_Task prompt_:
Return all the lines below in which the string "pairs" appears.

_Exercise input_:
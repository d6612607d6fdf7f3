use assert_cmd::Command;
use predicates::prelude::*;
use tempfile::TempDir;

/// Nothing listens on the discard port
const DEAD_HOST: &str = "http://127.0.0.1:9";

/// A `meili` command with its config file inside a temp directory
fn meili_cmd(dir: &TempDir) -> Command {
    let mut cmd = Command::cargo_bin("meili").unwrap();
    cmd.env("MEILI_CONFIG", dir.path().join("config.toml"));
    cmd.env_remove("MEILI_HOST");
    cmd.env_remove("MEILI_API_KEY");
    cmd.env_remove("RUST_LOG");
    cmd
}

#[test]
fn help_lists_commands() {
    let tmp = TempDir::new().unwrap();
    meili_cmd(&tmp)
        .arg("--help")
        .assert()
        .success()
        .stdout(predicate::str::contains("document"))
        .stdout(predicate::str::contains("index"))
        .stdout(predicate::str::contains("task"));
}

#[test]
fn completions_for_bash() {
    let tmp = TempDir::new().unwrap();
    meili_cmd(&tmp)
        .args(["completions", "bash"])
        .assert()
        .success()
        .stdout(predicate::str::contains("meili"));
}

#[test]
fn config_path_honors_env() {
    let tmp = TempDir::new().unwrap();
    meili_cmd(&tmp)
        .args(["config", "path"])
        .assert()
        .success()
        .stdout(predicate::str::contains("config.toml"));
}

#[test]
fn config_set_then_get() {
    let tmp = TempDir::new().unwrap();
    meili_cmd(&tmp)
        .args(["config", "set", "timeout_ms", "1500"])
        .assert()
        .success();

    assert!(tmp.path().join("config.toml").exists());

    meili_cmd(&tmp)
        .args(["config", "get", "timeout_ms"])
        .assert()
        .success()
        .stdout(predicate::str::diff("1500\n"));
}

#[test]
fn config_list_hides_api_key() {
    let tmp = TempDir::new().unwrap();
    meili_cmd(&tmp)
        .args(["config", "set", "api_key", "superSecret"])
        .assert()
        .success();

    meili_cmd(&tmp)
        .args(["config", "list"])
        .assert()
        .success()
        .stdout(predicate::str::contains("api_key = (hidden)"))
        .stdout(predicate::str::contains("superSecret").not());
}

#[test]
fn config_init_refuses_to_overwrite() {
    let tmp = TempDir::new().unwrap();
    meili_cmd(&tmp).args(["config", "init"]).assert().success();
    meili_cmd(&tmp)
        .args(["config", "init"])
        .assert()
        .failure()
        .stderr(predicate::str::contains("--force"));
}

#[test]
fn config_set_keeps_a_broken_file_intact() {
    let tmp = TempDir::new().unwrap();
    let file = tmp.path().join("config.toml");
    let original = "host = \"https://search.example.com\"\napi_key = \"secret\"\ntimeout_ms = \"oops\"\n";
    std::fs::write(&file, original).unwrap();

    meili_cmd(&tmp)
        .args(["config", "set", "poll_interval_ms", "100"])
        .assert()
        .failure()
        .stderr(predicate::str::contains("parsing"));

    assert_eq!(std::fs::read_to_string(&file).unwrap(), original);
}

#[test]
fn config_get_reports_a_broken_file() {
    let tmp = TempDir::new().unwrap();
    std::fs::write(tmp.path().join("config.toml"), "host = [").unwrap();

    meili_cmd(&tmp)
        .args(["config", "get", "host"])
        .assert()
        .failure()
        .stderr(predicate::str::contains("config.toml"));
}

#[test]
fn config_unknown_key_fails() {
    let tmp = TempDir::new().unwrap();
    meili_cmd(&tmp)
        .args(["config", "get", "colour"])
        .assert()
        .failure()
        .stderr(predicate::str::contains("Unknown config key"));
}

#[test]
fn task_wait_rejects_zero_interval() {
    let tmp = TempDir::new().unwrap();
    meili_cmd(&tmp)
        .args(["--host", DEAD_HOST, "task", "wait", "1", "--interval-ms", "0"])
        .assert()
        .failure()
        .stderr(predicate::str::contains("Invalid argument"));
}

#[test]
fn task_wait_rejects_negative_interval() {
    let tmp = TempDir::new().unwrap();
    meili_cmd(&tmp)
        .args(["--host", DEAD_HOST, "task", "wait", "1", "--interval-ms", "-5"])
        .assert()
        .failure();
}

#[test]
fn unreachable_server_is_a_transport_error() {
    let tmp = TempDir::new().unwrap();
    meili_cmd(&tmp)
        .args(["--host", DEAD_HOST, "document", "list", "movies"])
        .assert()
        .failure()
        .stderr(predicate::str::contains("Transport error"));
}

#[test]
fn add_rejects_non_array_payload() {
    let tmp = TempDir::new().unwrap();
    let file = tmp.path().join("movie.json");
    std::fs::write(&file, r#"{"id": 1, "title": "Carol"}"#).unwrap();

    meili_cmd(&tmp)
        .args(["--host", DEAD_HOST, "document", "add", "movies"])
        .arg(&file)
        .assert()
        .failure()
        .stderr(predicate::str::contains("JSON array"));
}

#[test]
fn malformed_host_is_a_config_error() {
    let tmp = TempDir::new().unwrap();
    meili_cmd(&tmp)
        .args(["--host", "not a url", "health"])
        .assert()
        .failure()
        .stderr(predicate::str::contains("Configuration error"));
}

--

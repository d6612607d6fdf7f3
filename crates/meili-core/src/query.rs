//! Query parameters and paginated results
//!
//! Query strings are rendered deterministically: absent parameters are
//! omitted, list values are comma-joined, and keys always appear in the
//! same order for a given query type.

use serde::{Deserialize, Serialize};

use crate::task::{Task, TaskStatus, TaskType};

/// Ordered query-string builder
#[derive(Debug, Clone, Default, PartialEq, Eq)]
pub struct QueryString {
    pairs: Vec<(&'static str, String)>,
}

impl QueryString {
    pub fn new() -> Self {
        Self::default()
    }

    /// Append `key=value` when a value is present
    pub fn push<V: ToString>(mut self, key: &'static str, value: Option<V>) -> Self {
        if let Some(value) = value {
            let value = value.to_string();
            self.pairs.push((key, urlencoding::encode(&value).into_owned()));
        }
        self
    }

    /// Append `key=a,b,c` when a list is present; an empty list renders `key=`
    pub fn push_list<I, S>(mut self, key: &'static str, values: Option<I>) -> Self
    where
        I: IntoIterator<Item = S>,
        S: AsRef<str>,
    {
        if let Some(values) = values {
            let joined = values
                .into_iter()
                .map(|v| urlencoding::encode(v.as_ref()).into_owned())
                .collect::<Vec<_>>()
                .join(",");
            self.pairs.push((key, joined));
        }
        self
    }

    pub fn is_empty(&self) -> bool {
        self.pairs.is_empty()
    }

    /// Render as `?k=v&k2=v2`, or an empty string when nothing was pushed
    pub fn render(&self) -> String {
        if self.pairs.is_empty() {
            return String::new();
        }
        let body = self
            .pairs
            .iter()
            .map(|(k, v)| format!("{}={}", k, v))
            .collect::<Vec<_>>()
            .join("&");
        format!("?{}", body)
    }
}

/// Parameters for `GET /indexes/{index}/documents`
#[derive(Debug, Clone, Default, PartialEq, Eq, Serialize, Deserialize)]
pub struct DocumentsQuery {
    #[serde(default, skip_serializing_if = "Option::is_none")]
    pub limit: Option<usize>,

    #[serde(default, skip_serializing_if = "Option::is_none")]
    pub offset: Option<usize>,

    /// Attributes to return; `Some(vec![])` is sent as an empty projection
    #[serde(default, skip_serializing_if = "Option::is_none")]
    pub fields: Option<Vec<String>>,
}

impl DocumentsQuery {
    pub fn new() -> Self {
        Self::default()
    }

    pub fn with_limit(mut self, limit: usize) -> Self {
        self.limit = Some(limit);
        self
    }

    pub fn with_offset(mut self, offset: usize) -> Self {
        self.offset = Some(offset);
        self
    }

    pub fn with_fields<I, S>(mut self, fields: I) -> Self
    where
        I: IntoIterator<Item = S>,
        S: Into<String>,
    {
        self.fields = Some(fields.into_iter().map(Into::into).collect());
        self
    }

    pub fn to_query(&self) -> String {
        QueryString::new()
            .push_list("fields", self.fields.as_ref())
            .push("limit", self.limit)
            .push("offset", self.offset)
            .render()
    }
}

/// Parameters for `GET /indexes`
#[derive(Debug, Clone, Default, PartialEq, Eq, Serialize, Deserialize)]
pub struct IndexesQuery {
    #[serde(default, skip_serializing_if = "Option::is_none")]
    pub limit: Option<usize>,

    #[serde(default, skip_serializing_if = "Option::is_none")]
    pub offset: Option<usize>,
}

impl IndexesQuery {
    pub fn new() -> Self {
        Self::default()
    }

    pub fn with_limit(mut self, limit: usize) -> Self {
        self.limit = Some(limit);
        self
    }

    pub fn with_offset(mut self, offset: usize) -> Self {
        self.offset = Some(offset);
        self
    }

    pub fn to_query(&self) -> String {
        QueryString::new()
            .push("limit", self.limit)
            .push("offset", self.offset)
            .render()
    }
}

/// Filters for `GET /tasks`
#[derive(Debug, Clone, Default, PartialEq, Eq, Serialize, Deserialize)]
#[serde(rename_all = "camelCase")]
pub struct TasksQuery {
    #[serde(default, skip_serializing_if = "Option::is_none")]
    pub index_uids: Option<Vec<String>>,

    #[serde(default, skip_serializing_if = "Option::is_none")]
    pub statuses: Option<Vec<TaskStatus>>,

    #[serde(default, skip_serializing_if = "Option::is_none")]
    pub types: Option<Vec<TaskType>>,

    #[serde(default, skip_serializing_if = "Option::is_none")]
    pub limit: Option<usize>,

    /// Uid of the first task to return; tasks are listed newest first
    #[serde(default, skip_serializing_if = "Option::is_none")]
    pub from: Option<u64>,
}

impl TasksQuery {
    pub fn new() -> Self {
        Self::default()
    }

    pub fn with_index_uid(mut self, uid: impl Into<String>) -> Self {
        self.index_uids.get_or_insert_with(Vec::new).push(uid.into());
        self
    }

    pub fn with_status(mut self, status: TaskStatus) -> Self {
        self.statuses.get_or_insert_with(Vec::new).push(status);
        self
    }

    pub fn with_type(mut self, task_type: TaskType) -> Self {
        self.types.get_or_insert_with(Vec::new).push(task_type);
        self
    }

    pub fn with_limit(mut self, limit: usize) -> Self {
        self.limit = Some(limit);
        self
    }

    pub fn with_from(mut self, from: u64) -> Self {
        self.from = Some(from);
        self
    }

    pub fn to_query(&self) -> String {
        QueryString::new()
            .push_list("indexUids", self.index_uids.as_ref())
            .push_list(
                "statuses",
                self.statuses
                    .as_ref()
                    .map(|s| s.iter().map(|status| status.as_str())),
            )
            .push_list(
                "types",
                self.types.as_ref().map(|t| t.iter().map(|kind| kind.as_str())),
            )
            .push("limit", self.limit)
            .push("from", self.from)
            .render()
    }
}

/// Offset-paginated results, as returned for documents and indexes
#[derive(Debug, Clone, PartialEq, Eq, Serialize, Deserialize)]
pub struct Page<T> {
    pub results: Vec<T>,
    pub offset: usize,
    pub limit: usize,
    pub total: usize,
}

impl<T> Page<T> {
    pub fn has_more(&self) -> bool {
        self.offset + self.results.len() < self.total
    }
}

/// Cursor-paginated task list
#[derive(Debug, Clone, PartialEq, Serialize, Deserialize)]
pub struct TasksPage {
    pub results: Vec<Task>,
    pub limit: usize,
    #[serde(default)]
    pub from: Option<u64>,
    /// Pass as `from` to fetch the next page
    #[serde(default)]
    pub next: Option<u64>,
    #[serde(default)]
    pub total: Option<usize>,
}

* * *

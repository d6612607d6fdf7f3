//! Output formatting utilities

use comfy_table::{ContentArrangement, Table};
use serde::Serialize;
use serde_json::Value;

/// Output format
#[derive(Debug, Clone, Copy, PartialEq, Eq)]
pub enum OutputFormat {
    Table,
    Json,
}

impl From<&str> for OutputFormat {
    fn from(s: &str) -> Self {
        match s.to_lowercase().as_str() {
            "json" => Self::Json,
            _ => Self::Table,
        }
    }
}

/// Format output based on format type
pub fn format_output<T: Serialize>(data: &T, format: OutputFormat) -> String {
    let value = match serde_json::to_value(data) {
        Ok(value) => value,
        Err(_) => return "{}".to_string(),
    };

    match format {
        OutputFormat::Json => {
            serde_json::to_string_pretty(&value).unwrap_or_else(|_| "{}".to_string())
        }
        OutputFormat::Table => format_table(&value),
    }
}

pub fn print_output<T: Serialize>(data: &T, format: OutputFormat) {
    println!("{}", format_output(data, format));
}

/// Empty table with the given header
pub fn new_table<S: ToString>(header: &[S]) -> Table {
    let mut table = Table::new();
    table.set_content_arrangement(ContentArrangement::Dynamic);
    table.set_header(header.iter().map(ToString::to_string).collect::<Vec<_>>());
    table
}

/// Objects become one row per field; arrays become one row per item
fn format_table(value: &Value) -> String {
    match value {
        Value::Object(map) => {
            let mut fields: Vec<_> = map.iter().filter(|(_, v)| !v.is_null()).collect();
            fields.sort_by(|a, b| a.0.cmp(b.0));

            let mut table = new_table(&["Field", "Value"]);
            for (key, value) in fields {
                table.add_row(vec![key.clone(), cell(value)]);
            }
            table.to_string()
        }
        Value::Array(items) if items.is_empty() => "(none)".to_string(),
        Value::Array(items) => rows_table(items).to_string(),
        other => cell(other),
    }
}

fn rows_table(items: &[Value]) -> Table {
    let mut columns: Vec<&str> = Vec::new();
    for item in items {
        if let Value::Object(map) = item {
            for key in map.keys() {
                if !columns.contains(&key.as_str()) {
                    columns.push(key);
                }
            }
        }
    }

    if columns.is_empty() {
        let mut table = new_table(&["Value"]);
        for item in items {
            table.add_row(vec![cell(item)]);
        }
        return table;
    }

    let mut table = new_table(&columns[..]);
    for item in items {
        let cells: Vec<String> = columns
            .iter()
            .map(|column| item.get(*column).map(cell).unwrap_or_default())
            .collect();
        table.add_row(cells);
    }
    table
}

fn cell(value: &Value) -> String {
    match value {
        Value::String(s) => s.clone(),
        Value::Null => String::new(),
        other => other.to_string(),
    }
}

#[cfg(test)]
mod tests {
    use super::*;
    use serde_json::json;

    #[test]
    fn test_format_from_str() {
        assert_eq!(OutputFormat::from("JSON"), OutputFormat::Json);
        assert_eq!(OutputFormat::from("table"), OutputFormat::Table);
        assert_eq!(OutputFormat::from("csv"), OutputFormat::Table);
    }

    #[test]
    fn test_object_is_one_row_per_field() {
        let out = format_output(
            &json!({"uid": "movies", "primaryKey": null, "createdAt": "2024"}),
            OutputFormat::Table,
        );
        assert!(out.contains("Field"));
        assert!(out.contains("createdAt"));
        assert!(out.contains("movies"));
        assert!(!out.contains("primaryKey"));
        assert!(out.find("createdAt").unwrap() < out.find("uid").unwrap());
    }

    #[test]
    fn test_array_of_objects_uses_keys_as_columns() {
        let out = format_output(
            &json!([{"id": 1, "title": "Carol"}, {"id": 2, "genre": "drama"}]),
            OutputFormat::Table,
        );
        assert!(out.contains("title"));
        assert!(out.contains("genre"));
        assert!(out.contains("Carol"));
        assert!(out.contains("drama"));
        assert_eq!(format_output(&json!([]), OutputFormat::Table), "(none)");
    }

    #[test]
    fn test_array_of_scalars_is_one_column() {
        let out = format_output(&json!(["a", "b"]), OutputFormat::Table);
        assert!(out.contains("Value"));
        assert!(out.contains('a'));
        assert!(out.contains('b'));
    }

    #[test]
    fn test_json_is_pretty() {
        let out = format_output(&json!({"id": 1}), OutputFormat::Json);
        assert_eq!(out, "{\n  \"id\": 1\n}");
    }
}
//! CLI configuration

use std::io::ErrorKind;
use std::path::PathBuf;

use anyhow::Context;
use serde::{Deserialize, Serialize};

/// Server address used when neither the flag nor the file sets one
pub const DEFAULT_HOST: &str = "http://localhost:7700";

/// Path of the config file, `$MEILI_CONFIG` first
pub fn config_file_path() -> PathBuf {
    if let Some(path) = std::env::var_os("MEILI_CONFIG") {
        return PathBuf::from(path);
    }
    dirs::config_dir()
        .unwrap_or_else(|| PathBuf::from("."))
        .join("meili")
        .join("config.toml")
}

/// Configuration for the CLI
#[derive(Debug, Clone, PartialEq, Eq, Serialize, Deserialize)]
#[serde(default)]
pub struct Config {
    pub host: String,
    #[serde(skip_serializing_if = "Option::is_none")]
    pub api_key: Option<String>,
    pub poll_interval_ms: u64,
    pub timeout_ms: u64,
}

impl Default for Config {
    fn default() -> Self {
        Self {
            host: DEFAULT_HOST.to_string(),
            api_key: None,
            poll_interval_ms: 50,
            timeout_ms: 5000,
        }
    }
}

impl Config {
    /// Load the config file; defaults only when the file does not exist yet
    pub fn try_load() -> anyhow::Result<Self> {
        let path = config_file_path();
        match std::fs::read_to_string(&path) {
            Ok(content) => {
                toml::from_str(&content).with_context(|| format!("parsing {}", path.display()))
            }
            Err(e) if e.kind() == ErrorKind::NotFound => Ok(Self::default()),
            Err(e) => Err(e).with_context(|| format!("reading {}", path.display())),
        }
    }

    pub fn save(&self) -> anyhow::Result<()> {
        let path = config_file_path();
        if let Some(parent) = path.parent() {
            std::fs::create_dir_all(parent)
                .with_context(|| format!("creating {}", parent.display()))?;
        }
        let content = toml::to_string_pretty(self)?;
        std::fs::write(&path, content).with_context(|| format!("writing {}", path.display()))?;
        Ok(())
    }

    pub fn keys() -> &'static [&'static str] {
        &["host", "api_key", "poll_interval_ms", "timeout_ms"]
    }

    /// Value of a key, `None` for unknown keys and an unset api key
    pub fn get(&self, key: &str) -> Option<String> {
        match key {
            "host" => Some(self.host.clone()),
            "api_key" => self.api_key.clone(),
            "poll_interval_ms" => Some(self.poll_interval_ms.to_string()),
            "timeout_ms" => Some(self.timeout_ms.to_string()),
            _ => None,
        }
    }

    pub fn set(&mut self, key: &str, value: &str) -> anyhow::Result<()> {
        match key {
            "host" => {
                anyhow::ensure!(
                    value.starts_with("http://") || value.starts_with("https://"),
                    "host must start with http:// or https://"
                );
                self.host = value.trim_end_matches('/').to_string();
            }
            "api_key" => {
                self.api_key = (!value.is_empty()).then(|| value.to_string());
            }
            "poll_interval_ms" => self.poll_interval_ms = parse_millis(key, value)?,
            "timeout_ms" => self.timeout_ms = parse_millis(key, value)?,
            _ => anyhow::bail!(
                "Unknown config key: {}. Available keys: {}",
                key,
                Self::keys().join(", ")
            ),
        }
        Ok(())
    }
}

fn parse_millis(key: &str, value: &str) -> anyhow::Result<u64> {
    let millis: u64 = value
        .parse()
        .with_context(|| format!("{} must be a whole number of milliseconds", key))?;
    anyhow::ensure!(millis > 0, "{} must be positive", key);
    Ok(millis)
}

_Completed exercise_:
    pairs: Vec<(&'static str, String)>,
            self.pairs.push((key, urlencoding::encode(&value).into_owned()));
            self.pairs.push((key, joined));
        self.pairs.is_empty()
        if self.pairs.is_empty() {
            .pairs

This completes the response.